Data records:
• • •
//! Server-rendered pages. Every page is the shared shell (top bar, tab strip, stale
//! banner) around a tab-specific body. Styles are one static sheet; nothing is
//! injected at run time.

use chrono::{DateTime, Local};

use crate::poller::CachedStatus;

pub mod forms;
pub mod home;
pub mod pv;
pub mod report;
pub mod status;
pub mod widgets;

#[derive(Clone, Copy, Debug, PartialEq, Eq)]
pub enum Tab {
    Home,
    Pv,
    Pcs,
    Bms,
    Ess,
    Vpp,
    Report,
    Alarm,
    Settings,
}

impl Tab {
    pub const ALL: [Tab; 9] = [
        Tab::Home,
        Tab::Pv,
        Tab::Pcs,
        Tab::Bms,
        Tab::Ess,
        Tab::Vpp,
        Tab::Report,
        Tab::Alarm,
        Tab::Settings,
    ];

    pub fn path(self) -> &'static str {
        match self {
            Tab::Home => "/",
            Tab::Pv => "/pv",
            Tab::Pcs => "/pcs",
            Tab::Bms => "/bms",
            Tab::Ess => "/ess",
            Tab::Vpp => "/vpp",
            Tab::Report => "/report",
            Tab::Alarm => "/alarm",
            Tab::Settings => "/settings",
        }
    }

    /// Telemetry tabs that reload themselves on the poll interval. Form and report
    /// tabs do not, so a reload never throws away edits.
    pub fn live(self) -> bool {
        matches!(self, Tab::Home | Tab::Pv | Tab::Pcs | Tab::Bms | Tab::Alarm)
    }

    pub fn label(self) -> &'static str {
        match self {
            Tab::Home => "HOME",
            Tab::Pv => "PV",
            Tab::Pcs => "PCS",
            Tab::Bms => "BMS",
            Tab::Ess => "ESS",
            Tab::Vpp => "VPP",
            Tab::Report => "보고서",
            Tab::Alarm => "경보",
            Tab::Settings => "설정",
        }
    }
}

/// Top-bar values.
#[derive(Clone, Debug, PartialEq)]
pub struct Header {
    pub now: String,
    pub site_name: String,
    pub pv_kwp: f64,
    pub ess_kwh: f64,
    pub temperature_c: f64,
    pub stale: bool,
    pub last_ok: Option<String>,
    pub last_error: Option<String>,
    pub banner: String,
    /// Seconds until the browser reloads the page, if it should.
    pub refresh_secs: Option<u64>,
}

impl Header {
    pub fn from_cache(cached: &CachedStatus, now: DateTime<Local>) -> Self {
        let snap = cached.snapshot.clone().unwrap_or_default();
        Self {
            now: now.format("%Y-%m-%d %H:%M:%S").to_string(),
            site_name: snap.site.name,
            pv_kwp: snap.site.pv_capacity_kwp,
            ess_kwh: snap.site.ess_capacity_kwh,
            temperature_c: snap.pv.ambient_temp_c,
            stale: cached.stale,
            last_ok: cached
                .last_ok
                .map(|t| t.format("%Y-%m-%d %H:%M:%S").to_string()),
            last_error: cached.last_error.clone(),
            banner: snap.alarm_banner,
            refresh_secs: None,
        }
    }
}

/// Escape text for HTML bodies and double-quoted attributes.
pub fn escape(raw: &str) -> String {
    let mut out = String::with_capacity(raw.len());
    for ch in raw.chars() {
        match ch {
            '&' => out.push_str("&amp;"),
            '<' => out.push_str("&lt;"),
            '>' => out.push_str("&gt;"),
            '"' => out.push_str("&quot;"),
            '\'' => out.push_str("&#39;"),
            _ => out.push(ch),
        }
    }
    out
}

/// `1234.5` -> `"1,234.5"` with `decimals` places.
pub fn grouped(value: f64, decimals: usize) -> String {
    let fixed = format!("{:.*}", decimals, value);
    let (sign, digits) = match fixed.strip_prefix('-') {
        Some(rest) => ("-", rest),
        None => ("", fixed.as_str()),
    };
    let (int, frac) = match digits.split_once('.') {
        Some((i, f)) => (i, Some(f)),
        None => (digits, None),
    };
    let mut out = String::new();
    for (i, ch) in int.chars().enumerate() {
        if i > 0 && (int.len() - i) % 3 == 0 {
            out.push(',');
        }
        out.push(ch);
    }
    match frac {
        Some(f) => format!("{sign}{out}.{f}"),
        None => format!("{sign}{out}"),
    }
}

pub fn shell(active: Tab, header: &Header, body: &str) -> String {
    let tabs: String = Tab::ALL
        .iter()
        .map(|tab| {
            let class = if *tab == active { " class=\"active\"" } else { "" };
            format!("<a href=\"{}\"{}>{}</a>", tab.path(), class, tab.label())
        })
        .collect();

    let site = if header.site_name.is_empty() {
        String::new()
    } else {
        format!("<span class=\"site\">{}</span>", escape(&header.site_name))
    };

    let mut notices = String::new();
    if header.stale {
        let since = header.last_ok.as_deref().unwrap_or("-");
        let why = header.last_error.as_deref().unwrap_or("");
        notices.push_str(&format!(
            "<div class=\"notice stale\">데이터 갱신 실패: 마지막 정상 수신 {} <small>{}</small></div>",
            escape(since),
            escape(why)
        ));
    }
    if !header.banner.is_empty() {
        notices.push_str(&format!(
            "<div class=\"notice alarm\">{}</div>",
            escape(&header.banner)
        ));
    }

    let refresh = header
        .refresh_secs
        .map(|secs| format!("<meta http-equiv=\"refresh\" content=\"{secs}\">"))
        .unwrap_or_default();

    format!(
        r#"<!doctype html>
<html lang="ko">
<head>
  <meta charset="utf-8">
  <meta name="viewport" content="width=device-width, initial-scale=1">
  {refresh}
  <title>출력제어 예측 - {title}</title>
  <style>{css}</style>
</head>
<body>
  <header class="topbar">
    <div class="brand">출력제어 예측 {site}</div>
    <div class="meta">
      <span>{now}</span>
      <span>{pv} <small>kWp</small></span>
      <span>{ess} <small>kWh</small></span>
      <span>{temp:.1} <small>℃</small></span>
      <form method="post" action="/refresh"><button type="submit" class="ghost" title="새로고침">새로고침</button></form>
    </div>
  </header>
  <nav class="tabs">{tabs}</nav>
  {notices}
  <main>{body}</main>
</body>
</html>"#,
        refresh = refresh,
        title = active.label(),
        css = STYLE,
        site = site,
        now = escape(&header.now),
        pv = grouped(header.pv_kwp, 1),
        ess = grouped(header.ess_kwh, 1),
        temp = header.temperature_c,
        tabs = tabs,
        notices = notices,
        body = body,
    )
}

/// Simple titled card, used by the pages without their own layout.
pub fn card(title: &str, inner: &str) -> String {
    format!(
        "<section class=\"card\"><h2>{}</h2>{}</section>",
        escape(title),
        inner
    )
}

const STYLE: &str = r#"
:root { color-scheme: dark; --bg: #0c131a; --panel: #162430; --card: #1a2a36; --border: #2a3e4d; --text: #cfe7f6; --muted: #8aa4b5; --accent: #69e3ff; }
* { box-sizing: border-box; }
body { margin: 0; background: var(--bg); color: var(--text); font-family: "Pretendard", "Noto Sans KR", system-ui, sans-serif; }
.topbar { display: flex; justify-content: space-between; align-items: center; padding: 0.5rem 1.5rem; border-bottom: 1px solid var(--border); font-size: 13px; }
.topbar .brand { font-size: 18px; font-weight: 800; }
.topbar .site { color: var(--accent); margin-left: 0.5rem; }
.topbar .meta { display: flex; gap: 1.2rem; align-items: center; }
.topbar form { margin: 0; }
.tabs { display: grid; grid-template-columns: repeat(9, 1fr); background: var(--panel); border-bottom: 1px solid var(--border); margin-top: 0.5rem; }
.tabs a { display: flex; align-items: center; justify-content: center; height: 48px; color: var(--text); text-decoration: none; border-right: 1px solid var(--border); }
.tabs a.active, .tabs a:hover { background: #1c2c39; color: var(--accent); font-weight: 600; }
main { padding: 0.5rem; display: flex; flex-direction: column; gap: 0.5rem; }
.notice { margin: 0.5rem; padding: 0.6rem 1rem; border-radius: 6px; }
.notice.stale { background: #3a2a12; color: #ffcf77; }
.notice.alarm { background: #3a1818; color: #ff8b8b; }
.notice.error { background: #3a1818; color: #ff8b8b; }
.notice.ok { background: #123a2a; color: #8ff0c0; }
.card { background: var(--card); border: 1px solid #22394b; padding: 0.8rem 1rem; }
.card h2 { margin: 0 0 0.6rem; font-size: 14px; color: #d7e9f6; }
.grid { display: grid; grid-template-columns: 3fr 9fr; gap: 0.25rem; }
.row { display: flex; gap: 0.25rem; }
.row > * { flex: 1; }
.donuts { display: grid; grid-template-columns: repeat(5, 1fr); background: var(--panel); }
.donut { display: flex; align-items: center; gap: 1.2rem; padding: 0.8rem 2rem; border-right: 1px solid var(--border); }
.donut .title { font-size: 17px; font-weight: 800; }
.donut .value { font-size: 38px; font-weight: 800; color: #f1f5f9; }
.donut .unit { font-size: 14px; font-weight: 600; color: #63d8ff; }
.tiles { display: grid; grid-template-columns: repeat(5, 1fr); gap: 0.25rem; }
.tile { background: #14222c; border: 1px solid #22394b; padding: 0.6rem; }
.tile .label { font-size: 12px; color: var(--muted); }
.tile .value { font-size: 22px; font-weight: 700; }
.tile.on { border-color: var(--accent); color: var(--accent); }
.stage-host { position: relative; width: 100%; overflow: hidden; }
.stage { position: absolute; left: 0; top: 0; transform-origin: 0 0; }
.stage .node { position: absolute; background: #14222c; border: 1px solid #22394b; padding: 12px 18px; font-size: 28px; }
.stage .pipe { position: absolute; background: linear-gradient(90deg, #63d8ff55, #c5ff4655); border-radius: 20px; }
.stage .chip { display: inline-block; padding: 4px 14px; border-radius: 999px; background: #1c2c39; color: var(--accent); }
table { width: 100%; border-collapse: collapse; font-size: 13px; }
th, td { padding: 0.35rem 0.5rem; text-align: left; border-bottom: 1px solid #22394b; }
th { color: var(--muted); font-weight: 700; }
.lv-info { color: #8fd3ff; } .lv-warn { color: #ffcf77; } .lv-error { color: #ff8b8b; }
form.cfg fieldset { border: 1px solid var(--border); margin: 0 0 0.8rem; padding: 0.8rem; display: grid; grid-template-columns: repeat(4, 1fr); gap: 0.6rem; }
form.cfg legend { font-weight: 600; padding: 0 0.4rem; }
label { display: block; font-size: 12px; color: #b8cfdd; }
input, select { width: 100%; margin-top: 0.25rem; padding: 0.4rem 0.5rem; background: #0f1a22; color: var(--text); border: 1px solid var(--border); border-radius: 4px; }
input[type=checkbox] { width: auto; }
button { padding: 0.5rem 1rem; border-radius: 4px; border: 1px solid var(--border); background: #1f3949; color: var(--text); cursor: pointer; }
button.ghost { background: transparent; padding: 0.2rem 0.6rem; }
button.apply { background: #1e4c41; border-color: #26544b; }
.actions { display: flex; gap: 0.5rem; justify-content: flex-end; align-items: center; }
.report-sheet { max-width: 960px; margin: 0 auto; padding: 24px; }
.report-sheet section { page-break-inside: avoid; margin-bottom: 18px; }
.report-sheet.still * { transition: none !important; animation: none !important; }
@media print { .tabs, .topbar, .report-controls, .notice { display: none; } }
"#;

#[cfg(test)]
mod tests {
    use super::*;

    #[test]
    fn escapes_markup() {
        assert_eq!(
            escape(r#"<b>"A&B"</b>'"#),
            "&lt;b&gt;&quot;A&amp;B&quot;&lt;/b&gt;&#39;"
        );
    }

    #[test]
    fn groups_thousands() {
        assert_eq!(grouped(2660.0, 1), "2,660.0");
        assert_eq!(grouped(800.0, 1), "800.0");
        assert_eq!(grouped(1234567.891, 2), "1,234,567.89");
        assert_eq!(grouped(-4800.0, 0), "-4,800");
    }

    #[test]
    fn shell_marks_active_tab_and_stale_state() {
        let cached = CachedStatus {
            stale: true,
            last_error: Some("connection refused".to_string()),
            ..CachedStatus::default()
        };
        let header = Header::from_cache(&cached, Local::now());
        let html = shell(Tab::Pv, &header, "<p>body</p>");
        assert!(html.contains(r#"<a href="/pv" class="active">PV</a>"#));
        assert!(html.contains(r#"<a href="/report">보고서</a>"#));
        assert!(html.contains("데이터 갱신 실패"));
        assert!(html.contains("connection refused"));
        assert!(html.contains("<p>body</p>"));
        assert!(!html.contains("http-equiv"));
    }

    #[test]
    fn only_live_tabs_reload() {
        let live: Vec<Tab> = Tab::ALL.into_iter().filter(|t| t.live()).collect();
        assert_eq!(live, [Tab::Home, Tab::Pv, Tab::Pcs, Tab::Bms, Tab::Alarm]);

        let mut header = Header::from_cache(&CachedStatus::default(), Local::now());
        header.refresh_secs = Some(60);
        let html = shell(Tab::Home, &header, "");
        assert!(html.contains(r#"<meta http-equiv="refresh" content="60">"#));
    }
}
• • •
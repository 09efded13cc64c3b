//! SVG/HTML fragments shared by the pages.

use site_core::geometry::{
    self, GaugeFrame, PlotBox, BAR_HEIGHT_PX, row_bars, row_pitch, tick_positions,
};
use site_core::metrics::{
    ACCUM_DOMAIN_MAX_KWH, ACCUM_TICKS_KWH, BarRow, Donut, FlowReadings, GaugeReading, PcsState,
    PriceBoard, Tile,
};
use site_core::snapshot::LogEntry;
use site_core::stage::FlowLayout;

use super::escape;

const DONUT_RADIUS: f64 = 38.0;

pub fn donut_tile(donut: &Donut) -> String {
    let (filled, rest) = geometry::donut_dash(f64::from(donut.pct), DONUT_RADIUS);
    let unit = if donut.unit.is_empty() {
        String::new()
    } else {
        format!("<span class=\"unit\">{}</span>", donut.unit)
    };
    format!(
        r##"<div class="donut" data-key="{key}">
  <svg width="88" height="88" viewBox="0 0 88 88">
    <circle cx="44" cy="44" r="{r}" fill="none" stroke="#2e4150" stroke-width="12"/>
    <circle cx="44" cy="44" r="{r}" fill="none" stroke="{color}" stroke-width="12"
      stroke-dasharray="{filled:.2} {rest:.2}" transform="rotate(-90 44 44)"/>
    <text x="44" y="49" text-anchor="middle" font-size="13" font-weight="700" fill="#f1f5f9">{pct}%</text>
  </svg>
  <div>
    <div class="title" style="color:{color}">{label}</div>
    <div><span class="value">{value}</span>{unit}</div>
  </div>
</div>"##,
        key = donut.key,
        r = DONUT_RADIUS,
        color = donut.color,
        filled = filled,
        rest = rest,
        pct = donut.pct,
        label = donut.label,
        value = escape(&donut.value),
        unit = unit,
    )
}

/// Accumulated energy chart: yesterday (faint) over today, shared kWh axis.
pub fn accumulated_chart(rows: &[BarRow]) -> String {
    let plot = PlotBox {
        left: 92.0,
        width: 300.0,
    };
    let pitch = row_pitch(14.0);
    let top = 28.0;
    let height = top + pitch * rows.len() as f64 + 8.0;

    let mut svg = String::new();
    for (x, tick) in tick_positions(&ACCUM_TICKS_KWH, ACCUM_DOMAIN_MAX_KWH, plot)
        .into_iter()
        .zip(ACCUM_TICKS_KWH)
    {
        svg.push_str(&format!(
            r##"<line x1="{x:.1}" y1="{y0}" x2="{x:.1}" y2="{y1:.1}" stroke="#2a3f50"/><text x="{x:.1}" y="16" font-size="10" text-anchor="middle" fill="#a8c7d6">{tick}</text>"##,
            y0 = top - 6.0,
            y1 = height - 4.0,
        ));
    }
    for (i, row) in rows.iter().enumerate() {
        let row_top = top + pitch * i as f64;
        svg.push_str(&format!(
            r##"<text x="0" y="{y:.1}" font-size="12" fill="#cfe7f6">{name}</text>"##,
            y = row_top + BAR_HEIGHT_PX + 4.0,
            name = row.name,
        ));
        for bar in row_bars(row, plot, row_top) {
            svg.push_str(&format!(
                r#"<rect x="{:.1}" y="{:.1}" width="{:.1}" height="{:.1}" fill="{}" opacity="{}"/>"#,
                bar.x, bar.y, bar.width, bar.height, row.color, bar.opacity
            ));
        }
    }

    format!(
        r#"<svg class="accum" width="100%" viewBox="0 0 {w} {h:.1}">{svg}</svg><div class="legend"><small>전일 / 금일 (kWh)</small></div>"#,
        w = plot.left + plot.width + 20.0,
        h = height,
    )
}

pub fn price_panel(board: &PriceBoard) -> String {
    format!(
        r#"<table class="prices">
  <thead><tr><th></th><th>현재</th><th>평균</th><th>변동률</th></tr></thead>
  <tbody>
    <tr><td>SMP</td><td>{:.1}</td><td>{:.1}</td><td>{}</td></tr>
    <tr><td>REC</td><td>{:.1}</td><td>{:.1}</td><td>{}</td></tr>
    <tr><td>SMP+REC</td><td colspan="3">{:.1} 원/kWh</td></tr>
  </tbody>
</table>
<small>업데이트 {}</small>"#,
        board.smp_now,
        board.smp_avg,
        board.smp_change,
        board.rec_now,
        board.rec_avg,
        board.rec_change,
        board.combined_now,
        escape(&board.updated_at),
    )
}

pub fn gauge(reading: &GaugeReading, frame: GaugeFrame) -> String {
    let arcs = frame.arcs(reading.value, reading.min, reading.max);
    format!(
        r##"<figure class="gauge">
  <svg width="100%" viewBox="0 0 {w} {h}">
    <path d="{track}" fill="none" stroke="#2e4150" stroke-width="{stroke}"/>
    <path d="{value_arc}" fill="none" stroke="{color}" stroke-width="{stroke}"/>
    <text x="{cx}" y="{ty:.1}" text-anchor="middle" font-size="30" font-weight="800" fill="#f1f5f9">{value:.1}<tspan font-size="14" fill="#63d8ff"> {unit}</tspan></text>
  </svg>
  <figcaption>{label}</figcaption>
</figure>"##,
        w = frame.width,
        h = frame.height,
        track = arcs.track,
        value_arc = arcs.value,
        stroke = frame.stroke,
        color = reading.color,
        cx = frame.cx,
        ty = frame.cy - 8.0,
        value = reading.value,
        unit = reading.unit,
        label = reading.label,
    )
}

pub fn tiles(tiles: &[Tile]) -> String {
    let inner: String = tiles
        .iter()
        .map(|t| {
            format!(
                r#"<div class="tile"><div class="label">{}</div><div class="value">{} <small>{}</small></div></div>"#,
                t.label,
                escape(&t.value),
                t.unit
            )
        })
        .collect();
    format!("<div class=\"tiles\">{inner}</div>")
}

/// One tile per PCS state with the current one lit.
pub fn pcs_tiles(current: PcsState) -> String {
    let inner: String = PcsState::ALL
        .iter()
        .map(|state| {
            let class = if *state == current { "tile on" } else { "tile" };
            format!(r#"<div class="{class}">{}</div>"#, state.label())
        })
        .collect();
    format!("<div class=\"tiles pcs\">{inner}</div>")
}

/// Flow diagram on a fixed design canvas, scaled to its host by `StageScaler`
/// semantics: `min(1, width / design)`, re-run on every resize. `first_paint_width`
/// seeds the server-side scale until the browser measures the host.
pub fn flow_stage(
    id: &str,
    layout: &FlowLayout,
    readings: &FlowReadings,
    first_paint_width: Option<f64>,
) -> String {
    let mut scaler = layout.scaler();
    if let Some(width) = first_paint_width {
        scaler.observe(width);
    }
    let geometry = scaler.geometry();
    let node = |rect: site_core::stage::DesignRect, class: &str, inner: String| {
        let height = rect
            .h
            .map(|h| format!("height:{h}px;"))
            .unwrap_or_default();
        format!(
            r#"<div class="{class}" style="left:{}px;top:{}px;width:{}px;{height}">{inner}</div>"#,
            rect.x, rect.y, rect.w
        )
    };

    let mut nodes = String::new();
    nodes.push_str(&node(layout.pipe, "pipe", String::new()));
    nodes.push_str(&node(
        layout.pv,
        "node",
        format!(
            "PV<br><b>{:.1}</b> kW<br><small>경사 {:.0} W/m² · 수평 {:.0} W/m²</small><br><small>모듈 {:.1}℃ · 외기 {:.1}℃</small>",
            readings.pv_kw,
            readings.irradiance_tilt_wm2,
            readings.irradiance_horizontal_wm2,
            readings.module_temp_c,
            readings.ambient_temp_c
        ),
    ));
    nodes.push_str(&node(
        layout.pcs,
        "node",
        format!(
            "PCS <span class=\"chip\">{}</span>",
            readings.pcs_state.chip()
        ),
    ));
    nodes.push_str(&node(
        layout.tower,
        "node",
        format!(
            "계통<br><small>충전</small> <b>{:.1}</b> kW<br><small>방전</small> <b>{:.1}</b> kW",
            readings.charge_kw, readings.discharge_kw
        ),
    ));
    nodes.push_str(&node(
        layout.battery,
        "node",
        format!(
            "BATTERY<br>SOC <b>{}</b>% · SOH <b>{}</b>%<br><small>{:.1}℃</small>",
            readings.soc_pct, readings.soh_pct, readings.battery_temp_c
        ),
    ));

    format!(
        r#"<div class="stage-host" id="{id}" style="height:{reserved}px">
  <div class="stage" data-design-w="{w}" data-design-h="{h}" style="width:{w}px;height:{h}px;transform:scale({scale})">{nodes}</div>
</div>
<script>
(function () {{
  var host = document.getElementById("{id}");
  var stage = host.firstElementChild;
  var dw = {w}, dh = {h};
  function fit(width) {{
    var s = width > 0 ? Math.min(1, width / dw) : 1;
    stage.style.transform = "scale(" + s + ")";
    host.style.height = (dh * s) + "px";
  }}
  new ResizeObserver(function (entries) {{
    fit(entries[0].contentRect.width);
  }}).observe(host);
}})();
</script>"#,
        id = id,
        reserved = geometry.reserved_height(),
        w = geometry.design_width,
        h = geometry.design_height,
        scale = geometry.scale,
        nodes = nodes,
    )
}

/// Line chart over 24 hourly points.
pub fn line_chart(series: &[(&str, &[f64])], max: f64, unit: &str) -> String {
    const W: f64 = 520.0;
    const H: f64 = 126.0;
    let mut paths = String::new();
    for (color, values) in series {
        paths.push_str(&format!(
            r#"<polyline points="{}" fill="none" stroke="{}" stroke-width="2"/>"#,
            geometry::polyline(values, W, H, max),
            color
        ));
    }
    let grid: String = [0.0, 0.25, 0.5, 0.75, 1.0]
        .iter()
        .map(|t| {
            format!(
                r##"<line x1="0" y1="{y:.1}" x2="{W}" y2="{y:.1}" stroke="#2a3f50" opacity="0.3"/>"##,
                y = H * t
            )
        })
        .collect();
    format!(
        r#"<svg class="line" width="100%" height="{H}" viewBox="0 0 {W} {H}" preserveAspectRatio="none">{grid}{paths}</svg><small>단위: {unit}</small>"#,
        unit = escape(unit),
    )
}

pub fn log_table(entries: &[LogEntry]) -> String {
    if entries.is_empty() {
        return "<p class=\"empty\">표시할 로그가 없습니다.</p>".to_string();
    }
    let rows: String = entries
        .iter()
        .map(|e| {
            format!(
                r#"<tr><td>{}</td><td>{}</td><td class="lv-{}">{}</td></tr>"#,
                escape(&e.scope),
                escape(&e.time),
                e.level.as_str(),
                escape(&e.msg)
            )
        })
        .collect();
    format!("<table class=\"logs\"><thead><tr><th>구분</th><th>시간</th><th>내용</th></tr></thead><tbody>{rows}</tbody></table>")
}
• • •
• ABOUT THIS TASK:
Based on the records above, count the lines in which "browser" occurs and provide only the number.

• RESPONSE:
2